→ WHAT TO DO
Which lines of the data contain the string "BufReader"? Copy every one of them.

Start of RECORDED DATA

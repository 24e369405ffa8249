//! Error types for the server engine.
//!
//! Only session-ending faults live here. Syntax, ordering and capability
//! failures are data, not errors: they are answered on the wire as `-ERR`
//! and never propagate (see `popline_proto::command::Rejection`).

use std::time::Duration;

use thiserror::Error;

use crate::backend::BackendError;

/// Session-ending faults.
#[derive(Debug, Error)]
pub enum Error {
    /// Transport failure. Never retried; the session terminates.
    #[error("I/O error: {0}")]
    Io(#[from] std::io::Error),

    /// The client exceeded the configured line-length ceiling.
    #[error("request line exceeded {limit} bytes")]
    LineTooLong {
        /// The configured ceiling.
        limit: usize,
    },

    /// The inactivity deadline fired before the next request arrived.
    #[error("session idle for longer than {0:?}")]
    Timeout(Duration),

    /// The maildrop backend is unavailable.
    #[error("backend error: {0}")]
    Backend(#[from] BackendError),
}

/// Result type alias using our Error type.
pub type Result<T> = std::result::Result<T, Error>;
//! Line-oriented I/O for the POP3 wire format.
//!
//! POP3 requests and replies are CRLF-terminated lines; multi-line reply
//! bodies are dot-stuffed and closed by a lone-period line. This module
//! wraps a duplex stream with buffered reading through the boundary
//! scanner and buffered, single-flush reply writing.

use bytes::BytesMut;
use tokio::io::{AsyncRead, AsyncWrite, AsyncWriteExt, BufReader};

use crate::error::Result;
use crate::scanner::{Scan, scan_until};

/// Default buffer size for reading.
const DEFAULT_BUFFER_SIZE: usize = 8192;

/// The POP3 line delimiter.
pub const CRLF: &[u8] = b"\r\n";

/// Buffered line stream over a duplex transport.
///
/// The session owns this exclusively for its lifetime; reads and writes
/// never interleave within one request/response cycle.
pub struct LineStream<S> {
    reader: BufReader<S>,
    write_buffer: BytesMut,
}

impl<S> LineStream<S>
where
    S: AsyncRead + AsyncWrite + Unpin,
{
    /// Creates a new line stream.
    pub fn new(stream: S) -> Self {
        Self {
            reader: BufReader::with_capacity(DEFAULT_BUFFER_SIZE, stream),
            write_buffer: BytesMut::with_capacity(DEFAULT_BUFFER_SIZE),
        }
    }

    /// Reads one CRLF-delimited request line, bounded by `max_len`.
    ///
    /// The returned payload excludes the delimiter.
    pub async fn read_line(&mut self, max_len: usize) -> Result<Scan> {
        scan_until(&mut self.reader, CRLF, max_len).await
    }

    /// Writes a single reply line, appending CRLF, and flushes.
    pub async fn write_line(&mut self, line: &str) -> Result<()> {
        self.write_buffer.clear();
        self.write_buffer.extend_from_slice(line.as_bytes());
        self.write_buffer.extend_from_slice(CRLF);
        self.flush_buffer().await
    }

    /// Writes a multi-line reply: the status line, the dot-stuffed body,
    /// and the lone-period terminator, in one buffered write.
    pub async fn write_multiline(&mut self, status: &str, body: &[String]) -> Result<()> {
        self.write_buffer.clear();
        self.write_buffer.extend_from_slice(status.as_bytes());
        self.write_buffer.extend_from_slice(CRLF);
        for line in body {
            // Byte-stuffing: a leading period is doubled so a data line is
            // never mistaken for the terminator.
            if line.starts_with('.') {
                self.write_buffer.extend_from_slice(b".");
            }
            self.write_buffer.extend_from_slice(line.as_bytes());
            self.write_buffer.extend_from_slice(CRLF);
        }
        self.write_buffer.extend_from_slice(b".");
        self.write_buffer.extend_from_slice(CRLF);
        self.flush_buffer().await
    }

    /// Shuts down the write half of the transport.
    pub async fn shutdown(&mut self) -> Result<()> {
        self.reader.get_mut().shutdown().await?;
        Ok(())
    }

    async fn flush_buffer(&mut self) -> Result<()> {
        let stream = self.reader.get_mut();
        stream.write_all(&self.write_buffer).await?;
        stream.flush().await?;
        Ok(())
    }
}

#[cfg(test)]
#[allow(clippy::unwrap_used, clippy::redundant_clone, clippy::manual_string_new, clippy::needless_collect, clippy::unreadable_literal, clippy::used_underscore_items, clippy::similar_names)]
mod tests {
    use tokio_test::io::Builder;

    use super::*;
    use crate::scanner::ScanOutcome;

    #[tokio::test]
    async fn test_read_line_strips_delimiter() {
        let mock = Builder::new().read(b"STAT\r\n").build();
        let mut stream = LineStream::new(mock);

        let scan = stream.read_line(1024).await.unwrap();
        assert_eq!(scan.outcome, ScanOutcome::Delimited);
        assert_eq!(scan.payload, b"STAT");
    }

    #[tokio::test]
    async fn test_write_line_appends_crlf() {
        let mock = Builder::new().write(b"+OK 2 320\r\n").build();
        let mut stream = LineStream::new(mock);

        stream.write_line("+OK 2 320").await.unwrap();
    }

    #[tokio::test]
    async fn test_multiline_body_is_stuffed_and_terminated() {
        let mock = Builder::new()
            .write(b"+OK 120 octets\r\nfirst line\r\n..starts with a period\r\n.\r\n")
            .build();
        let mut stream = LineStream::new(mock);

        stream
            .write_multiline(
                "+OK 120 octets",
                &[
                    "first line".to_string(),
                    ".starts with a period".to_string(),
                ],
            )
            .await
            .unwrap();
    }

    #[tokio::test]
    async fn test_empty_body_is_just_the_terminator() {
        let mock = Builder::new().write(b"+OK\r\n.\r\n").build();
        let mut stream = LineStream::new(mock);

        stream.write_multiline("+OK", &[]).await.unwrap();
    }
}
use serde::Deserialize;

/// Extensions that are rendered as video. Everything else is an image.
pub const VIDEO_EXTENSIONS: [&str; 2] = ["mp4", "webm"];

#[derive(Default, Debug, Clone, Copy, PartialEq, Eq)]
pub enum MediaKind {
    #[default]
    Image,
    Video,
}

impl MediaKind {
    pub fn label(&self) -> &'static str {
        match self {
            MediaKind::Image => "image",
            MediaKind::Video => "video",
        }
    }
}

/// How the extension is compared against `VIDEO_EXTENSIONS`.
#[derive(Default, Debug, Clone, Copy, PartialEq, Eq, Deserialize)]
#[serde(rename_all = "snake_case")]
pub enum ExtensionMatch {
    /// Compare the extension as received, so `a.MP4` is an image.
    #[default]
    Exact,
    IgnoreCase,
}

#[derive(Debug, Clone, PartialEq, Eq)]
pub struct MediaItem {
    pub url: String,
    pub kind: MediaKind,
}

impl MediaItem {
    pub fn new(url: String, matcher: ExtensionMatch) -> Self {
        let kind = classify(&url, matcher);
        Self { url, kind }
    }
}

#[derive(Debug, Clone, PartialEq, Eq, Deserialize)]
pub struct JokeItem {
    pub setup: String,
    pub punchline: String,
}

/// The substring after the last `.`, or the whole string when there is none.
pub fn extension(url: &str) -> &str {
    url.rsplit('.').next().unwrap_or(url)
}

pub fn classify(url: &str, matcher: ExtensionMatch) -> MediaKind {
    let ext = extension(url);
    let is_video = VIDEO_EXTENSIONS.iter().any(|v| match matcher {
        ExtensionMatch::Exact => *v == ext,
        ExtensionMatch::IgnoreCase => v.eq_ignore_ascii_case(ext),
    });
    if is_video {
        MediaKind::Video
    } else {
        MediaKind::Image
    }
}

#[cfg(test)]
mod tests {
    use super::*;

    #[test]
    fn video_extensions_are_videos() {
        for url in ["https://random.dog/a.mp4", "https://random.dog/b.webm"] {
            assert_eq!(classify(url, ExtensionMatch::Exact), MediaKind::Video, "{url}");
        }
    }

    #[test]
    fn other_extensions_are_images() {
        for url in [
            "https://random.dog/a.jpg",
            "https://random.dog/a.png",
            "https://random.dog/a.gif",
            "https://random.dog/a.mp4.jpg",
            "no-extension-at-all",
        ] {
            assert_eq!(classify(url, ExtensionMatch::Exact), MediaKind::Image, "{url}");
        }
    }

    #[test]
    fn extension_without_dot_is_whole_string() {
        assert_eq!(extension("mp4"), "mp4");
        assert_eq!(extension("https://random.dog/x.webm"), "webm");
        assert_eq!(classify("https://random", ExtensionMatch::Exact), MediaKind::Image);
    }

    #[test]
    fn uppercase_depends_on_matcher() {
        let url = "https://random.dog/LOUD.MP4";
        assert_eq!(classify(url, ExtensionMatch::Exact), MediaKind::Image);
        assert_eq!(classify(url, ExtensionMatch::IgnoreCase), MediaKind::Video);
    }

    #[test]
    fn media_item_keeps_url_verbatim() {
        let item = MediaItem::new("https://example.com/a.webm".to_string(), ExtensionMatch::Exact);
        assert_eq!(item.url, "https://example.com/a.webm");
        assert_eq!(item.kind, MediaKind::Video);

        let item = MediaItem::new("https://example.com/a.jpg".to_string(), ExtensionMatch::Exact);
        assert_eq!(item.kind, MediaKind::Image);
    }
}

End of RECORDED DATA

→ EXERCISE ANSWER
use tokio::io::{AsyncRead, AsyncWrite, AsyncWriteExt, BufReader};
    reader: BufReader<S>,
            reader: BufReader::with_capacity(DEFAULT_BUFFER_SIZE, stream),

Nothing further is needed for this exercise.